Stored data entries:
####

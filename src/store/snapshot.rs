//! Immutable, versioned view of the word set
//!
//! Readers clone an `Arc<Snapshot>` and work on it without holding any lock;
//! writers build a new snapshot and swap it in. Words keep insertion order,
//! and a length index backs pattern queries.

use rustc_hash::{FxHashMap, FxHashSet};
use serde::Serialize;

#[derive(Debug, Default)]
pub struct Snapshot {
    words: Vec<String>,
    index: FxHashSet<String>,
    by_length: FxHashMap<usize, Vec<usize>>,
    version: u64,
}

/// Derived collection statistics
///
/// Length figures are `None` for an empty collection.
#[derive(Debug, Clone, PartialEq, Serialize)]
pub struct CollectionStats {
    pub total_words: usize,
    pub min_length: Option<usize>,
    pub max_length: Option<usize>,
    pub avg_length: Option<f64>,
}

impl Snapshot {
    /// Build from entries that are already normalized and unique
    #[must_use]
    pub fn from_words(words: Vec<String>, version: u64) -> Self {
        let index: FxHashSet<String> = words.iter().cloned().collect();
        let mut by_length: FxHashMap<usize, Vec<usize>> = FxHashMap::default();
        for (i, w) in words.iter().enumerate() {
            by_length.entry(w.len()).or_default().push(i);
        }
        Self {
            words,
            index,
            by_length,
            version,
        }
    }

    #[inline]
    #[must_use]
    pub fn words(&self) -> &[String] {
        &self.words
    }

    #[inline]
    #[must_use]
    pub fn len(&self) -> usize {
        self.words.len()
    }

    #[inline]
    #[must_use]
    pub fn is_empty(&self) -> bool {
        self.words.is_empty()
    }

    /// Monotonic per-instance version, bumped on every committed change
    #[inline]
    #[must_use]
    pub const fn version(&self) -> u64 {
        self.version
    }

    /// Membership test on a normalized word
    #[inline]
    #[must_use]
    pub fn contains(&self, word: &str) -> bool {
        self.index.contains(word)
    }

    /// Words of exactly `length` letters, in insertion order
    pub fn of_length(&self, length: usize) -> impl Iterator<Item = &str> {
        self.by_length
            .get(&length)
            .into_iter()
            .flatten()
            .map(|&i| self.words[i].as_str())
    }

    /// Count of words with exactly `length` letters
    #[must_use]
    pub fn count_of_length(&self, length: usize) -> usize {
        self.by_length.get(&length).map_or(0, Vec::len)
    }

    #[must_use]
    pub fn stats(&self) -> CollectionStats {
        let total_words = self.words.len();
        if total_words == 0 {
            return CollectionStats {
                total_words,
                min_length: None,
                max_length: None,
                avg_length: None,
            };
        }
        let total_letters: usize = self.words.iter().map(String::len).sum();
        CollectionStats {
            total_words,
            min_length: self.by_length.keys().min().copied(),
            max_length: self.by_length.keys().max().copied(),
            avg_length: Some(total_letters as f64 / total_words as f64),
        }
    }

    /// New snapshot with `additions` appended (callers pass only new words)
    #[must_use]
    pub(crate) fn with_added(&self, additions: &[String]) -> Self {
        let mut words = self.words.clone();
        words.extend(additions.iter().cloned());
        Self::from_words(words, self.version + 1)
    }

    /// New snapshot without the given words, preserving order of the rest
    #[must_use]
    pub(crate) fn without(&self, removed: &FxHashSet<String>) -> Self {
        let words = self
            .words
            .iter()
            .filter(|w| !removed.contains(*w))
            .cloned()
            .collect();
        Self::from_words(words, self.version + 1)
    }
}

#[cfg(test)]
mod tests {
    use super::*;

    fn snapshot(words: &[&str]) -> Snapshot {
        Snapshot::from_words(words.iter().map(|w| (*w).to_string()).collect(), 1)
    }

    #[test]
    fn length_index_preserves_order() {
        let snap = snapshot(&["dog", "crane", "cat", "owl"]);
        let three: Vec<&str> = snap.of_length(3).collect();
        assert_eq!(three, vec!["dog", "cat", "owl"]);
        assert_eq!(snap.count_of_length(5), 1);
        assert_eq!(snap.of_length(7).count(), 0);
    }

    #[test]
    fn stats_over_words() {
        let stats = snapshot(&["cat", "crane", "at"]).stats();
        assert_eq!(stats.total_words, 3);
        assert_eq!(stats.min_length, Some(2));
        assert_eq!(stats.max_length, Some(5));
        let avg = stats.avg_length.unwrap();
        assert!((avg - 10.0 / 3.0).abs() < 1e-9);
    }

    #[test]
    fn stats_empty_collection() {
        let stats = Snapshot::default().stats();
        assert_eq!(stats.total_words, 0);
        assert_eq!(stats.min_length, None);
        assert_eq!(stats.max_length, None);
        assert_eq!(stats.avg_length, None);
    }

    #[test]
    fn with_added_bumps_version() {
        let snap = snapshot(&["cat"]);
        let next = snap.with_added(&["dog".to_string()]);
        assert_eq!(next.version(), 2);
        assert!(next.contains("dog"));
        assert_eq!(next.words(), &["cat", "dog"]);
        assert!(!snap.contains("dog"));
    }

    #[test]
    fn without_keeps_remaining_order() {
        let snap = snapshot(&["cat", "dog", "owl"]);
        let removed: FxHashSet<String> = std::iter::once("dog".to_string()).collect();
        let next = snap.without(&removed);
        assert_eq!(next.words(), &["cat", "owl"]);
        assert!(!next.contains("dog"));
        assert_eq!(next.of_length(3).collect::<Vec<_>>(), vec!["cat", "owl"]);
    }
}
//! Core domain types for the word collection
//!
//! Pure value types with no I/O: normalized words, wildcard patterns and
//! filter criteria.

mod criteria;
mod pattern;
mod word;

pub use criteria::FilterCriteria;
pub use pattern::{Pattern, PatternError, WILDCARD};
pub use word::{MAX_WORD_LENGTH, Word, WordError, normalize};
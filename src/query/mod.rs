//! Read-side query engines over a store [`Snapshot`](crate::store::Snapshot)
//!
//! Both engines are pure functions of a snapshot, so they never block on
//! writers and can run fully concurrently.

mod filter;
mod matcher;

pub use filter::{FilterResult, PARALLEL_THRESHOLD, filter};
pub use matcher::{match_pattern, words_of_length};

####

**About this task**
Word for word, transcribe each record.

**Result of this exercise**
filename src/store/snapshot.rs
//! Immutable, versioned view of the word set
//!
//! Readers clone an `Arc<Snapshot>` and work on it without holding any lock;
//! writers build a new snapshot and swap it in. Words keep insertion order,
//! and a length index backs pattern queries.

use rustc_hash::{FxHashMap, FxHashSet};
use serde::Serialize;

#[derive(Debug, Default)]
pub struct Snapshot {
    words: Vec<String>,
    index: FxHashSet<String>,
    by_length: FxHashMap<usize, Vec<usize>>,
    version: u64,
}

/// Derived collection statistics
///
/// Length figures are `None` for an empty collection.
#[derive(Debug, Clone, PartialEq, Serialize)]
pub struct CollectionStats {
    pub total_words: usize,
    pub min_length: Option<usize>,
    pub max_length: Option<usize>,
    pub avg_length: Option<f64>,
}

impl Snapshot {
    /// Build from entries that are already normalized and unique
    #[must_use]
    pub fn from_words(words: Vec<String>, version: u64) -> Self {
        let index: FxHashSet<String> = words.iter().cloned().collect();
        let mut by_length: FxHashMap<usize, Vec<usize>> = FxHashMap::default();
        for (i, w) in words.iter().enumerate() {
            by_length.entry(w.len()).or_default().push(i);
        }
        Self {
            words,
            index,
            by_length,
            version,
        }
    }

    #[inline]
    #[must_use]
    pub fn words(&self) -> &[String] {
        &self.words
    }

    #[inline]
    #[must_use]
    pub fn len(&self) -> usize {
        self.words.len()
    }

    #[inline]
    #[must_use]
    pub fn is_empty(&self) -> bool {
        self.words.is_empty()
    }

    /// Monotonic per-instance version, bumped on every committed change
    #[inline]
    #[must_use]
    pub const fn version(&self) -> u64 {
        self.version
    }

    /// Membership test on a normalized word
    #[inline]
    #[must_use]
    pub fn contains(&self, word: &str) -> bool {
        self.index.contains(word)
    }

    /// Words of exactly `length` letters, in insertion order
    pub fn of_length(&self, length: usize) -> impl Iterator<Item = &str> {
        self.by_length
            .get(&length)
            .into_iter()
            .flatten()
            .map(|&i| self.words[i].as_str())
    }

    /// Count of words with exactly `length` letters
    #[must_use]
    pub fn count_of_length(&self, length: usize) -> usize {
        self.by_length.get(&length).map_or(0, Vec::len)
    }

    #[must_use]
    pub fn stats(&self) -> CollectionStats {
        let total_words = self.words.len();
        if total_words == 0 {
            return CollectionStats {
                total_words,
                min_length: None,
                max_length: None,
                avg_length: None,
            };
        }
        let total_letters: usize = self.words.iter().map(String::len).sum();
        CollectionStats {
            total_words,
            min_length: self.by_length.keys().min().copied(),
            max_length: self.by_length.keys().max().copied(),
            avg_length: Some(total_letters as f64 / total_words as f64),
        }
    }

    /// New snapshot with `additions` appended (callers pass only new words)
    #[must_use]
    pub(crate) fn with_added(&self, additions: &[String]) -> Self {
        let mut words = self.words.clone();
        words.extend(additions.iter().cloned());
        Self::from_words(words, self.version + 1)
    }

    /// New snapshot without the given words, preserving order of the rest
    #[must_use]
    pub(crate) fn without(&self, removed: &FxHashSet<String>) -> Self {
        let words = self
            .words
            .iter()
            .filter(|w| !removed.contains(*w))
            .cloned()
            .collect();
        Self::from_words(words, self.version + 1)
    }
}

#[cfg(test)]
mod tests {
    use super::*;

    fn snapshot(words: &[&str]) -> Snapshot {
        Snapshot::from_words(words.iter().map(|w| (*w).to_string()).collect(), 1)
    }

    #[test]
    fn length_index_preserves_order() {
        let snap = snapshot(&["dog", "crane", "cat", "owl"]);
        let three: Vec<&str> = snap.of_length(3).collect();
        assert_eq!(three, vec!["dog", "cat", "owl"]);
        assert_eq!(snap.count_of_length(5), 1);
        assert_eq!(snap.of_length(7).count(), 0);
    }

    #[test]
    fn stats_over_words() {
        let stats = snapshot(&["cat", "crane", "at"]).stats();
        assert_eq!(stats.total_words, 3);
        assert_eq!(stats.min_length, Some(2));
        assert_eq!(stats.max_length, Some(5));
        let avg = stats.avg_length.unwrap();
        assert!((avg - 10.0 / 3.0).abs() < 1e-9);
    }

    #[test]
    fn stats_empty_collection() {
        let stats = Snapshot::default().stats();
        assert_eq!(stats.total_words, 0);
        assert_eq!(stats.min_length, None);
        assert_eq!(stats.max_length, None);
        assert_eq!(stats.avg_length, None);
    }

    #[test]
    fn with_added_bumps_version() {
        let snap = snapshot(&["cat"]);
        let next = snap.with_added(&["dog".to_string()]);
        assert_eq!(next.version(), 2);
        assert!(next.contains("dog"));
        assert_eq!(next.words(), &["cat", "dog"]);
        assert!(!snap.contains("dog"));
    }

    #[test]
    fn without_keeps_remaining_order() {
        let snap = snapshot(&["cat", "dog", "owl"]);
        let removed: FxHashSet<String> = std::iter::once("dog".to_string()).collect();
        let next = snap.without(&removed);
        assert_eq!(next.words(), &["cat", "owl"]);
        assert!(!next.contains("dog"));
        assert_eq!(next.of_length(3).collect::<Vec<_>>(), vec!["cat", "owl"]);
    }
}
//! Core domain types for the word collection
//!
//! Pure value types with no I/O: normalized words, wildcard patterns and
//! filter criteria.

mod criteria;
mod pattern;
mod word;

pub use criteria::FilterCriteria;
pub use pattern::{Pattern, PatternError, WILDCARD};
pub use word::{MAX_WORD_LENGTH, Word, WordError, normalize};
filename src/query/mod.rs
//! Read-side query engines over a store [`Snapshot`](crate::store::Snapshot)
//!
//! Both engines are pure functions of a snapshot, so they never block on
//! writers and can run fully concurrently.

mod filter;
mod matcher;

pub use filter::{FilterResult, PARALLEL_THRESHOLD, filter};
pub use matcher::{match_pattern, words_of_length};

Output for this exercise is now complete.